The Hypocrite by Jo Hamya

Author:Jo Hamya [Hamya, Jo]
Language: eng
Format: epub
Publisher: Knopf Doubleday Publishing Group
Published: 2024-08-13T00:00:00+00:00


THREE:

CORPSING

Pork and lemon sole, barely touched, have been cleared from the table. In the restaurant, Sophia and her mother have justified their continued presence with a large, round plate of carpaccio. It sits between them, in the midst of two other, smaller plates. It glistens redly. Neither woman has much interest in it. They have started to grow tired of the ordinary screams chair legs around them give when pushed out for old guests to exit.
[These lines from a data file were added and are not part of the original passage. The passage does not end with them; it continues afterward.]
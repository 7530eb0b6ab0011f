//! Harness shared by the socket integration tests: peers joined to a live
//! relay and stepped with a simulated clock.

use std::{net::SocketAddr, time::Duration};

use level_peer::{PeerClient, PeerDriver};
use level_shared::{config::LevelConfig, level::Level, persistence::MemoryScoreStore};
use rand::{rngs::StdRng, SeedableRng};
use tokio::time::Instant;

/// Simulated time per step.
pub const STEP: Duration = Duration::from_millis(100);

/// Wall-clock budget for [`settle`] and [`settle_one`].
pub const SETTLE_TIMEOUT: Duration = Duration::from_secs(5);

pub fn init_tracing() {
    let _ = tracing_subscriber::fmt()
        .with_env_filter("info")
        .with_test_writer()
        .try_init();
}

/// Connects to the relay and enters its room with a fresh level.
pub async fn join(addr: SocketAddr, seed: u64) -> anyhow::Result<PeerDriver> {
    let client = PeerClient::connect(addr).await?;
    let room = client.room.clone();
    let level = Level::new(
        LevelConfig::default(),
        Box::new(MemoryScoreStore::new()),
        StdRng::seed_from_u64(seed),
    )?;
    tracing::debug!(ordinal = ?room.ordinal, seed, "Test peer joined");
    Ok(PeerDriver::online(level, client, &room))
}

/// Steps both peers until `done` holds.
pub async fn settle(
    a: &mut PeerDriver,
    b: &mut PeerDriver,
    done: impl Fn(&PeerDriver, &PeerDriver) -> bool,
) -> anyhow::Result<()> {
    let deadline = Instant::now() + SETTLE_TIMEOUT;
    while !done(a, b) {
        anyhow::ensure!(Instant::now() < deadline, "peers did not settle");
        a.step(STEP).await?;
        b.step(STEP).await?;
        tokio::time::sleep(Duration::from_millis(5)).await;
    }
    Ok(())
}

pub async fn settle_one(
    peer: &mut PeerDriver,
    done: impl Fn(&PeerDriver) -> bool,
) -> anyhow::Result<()> {
    let deadline = Instant::now() + SETTLE_TIMEOUT;
    while !done(peer) {
        anyhow::ensure!(Instant::now() < deadline, "peer did not settle");
        peer.step(STEP).await?;
        tokio::time::sleep(Duration::from_millis(5)).await;
    }
    Ok(())
}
I got so angry with him after I read what you wrote, Sophia’s mother says abruptly. She observes the small, empty plate in front of her, traces a finger round its rim. I don’t doubt he brought strange women back to where you were staying while you were on holiday with him, underage. It sounds exactly like him. I didn’t even need to call you and ask. But then I got angry with you, because you never told me. I had to find out about it through your bloody play after I’d promised you not to tell him anything about it.

Sophia looks up. You didn’t, she says. She means this in thanks; she means it as a gesture of hope.
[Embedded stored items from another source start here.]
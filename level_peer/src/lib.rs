//! `level_peer`
//!
//! Peer-side systems:
//! - Relay connection behind the [`client::RelayLink`] seam
//! - Fixed-tick level driver
//! - Display smoothing for remote avatars

pub mod client;
pub mod driver;
pub mod smoothing;

pub use client::PeerClient;
pub use driver::PeerDriver;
Her mother groans in her chair. I didn’t. I wanted to, and couldn’t. What was I going to do about it ten years after the fact? I kept you with me for almost eighteen years without him interfering and he still managed to ruin it at the very end. There were days when I was staying with him where I couldn’t look at him after reading your play.

In order to read her daughter’s work, Sophia’s mother had printed the emailed script at a stationery shop close to her ex-husband’s home. She had taken it to a café selling artisanal bread and iced buns, and gone through it in one sitting. Paranoia had seized her after reading. To think of it lying on the bedside table in the guest room. To think of Sophia’s father finding it there. Unable to imagine anywhere she could hide it safely from his grasp, she had paid £2.90 for her espresso and ditched it in the first bin she saw.
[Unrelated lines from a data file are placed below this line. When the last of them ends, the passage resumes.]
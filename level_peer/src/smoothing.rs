//! Display smoothing for remote avatars.
//!
//! Replicated state is applied as-is; this only eases the *drawn* position
//! toward the latest applied snapshot. Nothing here is fed back into the
//! level.

use level_shared::math::Vec2;

/// Teleport instead of easing past this distance (respawns, first sight).
pub const SNAP_DISTANCE: f32 = 3.0;

#[derive(Debug, Clone, Copy, PartialEq)]
pub struct SmoothedPose {
    displayed: Vec2,
    target: Vec2,
    /// Fraction of the remaining gap closed per second.
    rate: f32,
}

impl SmoothedPose {
    pub fn new(at: Vec2, rate: f32) -> Self {
        Self {
            displayed: at,
            target: at,
            rate,
        }
    }

    pub fn displayed(&self) -> Vec2 {
        self.displayed
    }

    pub fn target(&self) -> Vec2 {
        self.target
    }

    pub fn retarget(&mut self, target: Vec2) {
        self.target = target;
        if self.displayed.distance(target) > SNAP_DISTANCE {
            self.displayed = target;
        }
    }

    pub fn step(&mut self, dt_sec: f32) -> Vec2 {
        self.displayed = self.displayed.lerp(self.target, self.rate * dt_sec);
        self.displayed
    }
}
//! Level configuration.
//!
//! Loaded from JSON strings (file IO is left to the binaries). Every field
//! has a default, so a partial file only overrides what it names.

use std::time::Duration;

use serde::{Deserialize, Serialize};

use crate::{entity::EntityCategory, math::Vec2};

/// Cold-start pool population per category.
#[derive(Debug, Clone, Copy, PartialEq, Eq, Serialize, Deserialize)]
#[serde(default)]
pub struct PoolSizes {
    pub coin: usize,
    pub enemy: usize,
    pub missile: usize,
}

impl Default for PoolSizes {
    fn default() -> Self {
        Self {
            coin: 10,
            enemy: 10,
            missile: 10,
        }
    }
}

impl PoolSizes {
    pub fn for_category(&self, category: EntityCategory) -> usize {
        match category {
            EntityCategory::Coin => self.coin,
            EntityCategory::Enemy => self.enemy,
            EntityCategory::Missile => self.missile,
            // Avatars are networked objects, never pooled.
            EntityCategory::Player => 0,
        }
    }
}

/// Root configuration shared by relay and peers.
#[derive(Debug, Clone, PartialEq, Serialize, Deserialize)]
#[serde(default)]
pub struct LevelConfig {
    /// Relay listen/connect address, e.g. `127.0.0.1:40100`.
    pub relay_addr: String,
    /// Fixed simulation tick rate.
    pub tick_hz: u32,
    /// Player snapshots per second.
    pub send_rate_hz: u32,
    /// High-score save file.
    pub save_path: String,
    pub save_slot: u8,
    /// Delay before a dead online player reappears.
    pub respawn_delay_ms: u64,
    pub pool: PoolSizes,
    /// One enemy generator per pipe.
    pub enemy_spawn_points: Vec<Vec2>,
}

impl Default for LevelConfig {
    fn default() -> Self {
        Self {
            relay_addr: "127.0.0.1:40100".to_string(),
            tick_hz: 60,
            send_rate_hz: 10,
            save_path: "highscore.json".to_string(),
            save_slot: 1,
            respawn_delay_ms: 2000,
            pool: PoolSizes::default(),
            enemy_spawn_points: vec![Vec2::new(-7.0, 4.0), Vec2::new(7.0, 4.0)],
        }
    }
}

impl LevelConfig {
    /// Parses config from JSON.
    pub fn from_json_str(s: &str) -> serde_json::Result<Self> {
        serde_json::from_str(s)
    }

    pub fn respawn_delay(&self) -> Duration {
        Duration::from_millis(self.respawn_delay_ms)
    }

    pub fn tick_interval(&self) -> Duration {
        Duration::from_secs_f64(1.0 / f64::from(self.tick_hz.max(1)))
    }
}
When Sophia’s father had greeted her on her return, she’d felt sure something in the pages she’d read had clung to her. He seemed to smell it on her. Late June. They had been bickering already, but after Sophia’s mother had read the play, a new distance between them had formed; less courteous than the one before, more remote. He liked to pick at it when bored. I must be keeping you away from all your lovers, he’d sulked by the front door one night, after she’d spent the evening out. It had been as though he’d waited for her to come home. The next morning, when he’d seen her hungover, she explained she had been with friends, enjoying sparkling wine and olives in one of their gardens. He had looked pointedly at her, in her unironed cardigan and her house slippers with peeling soles.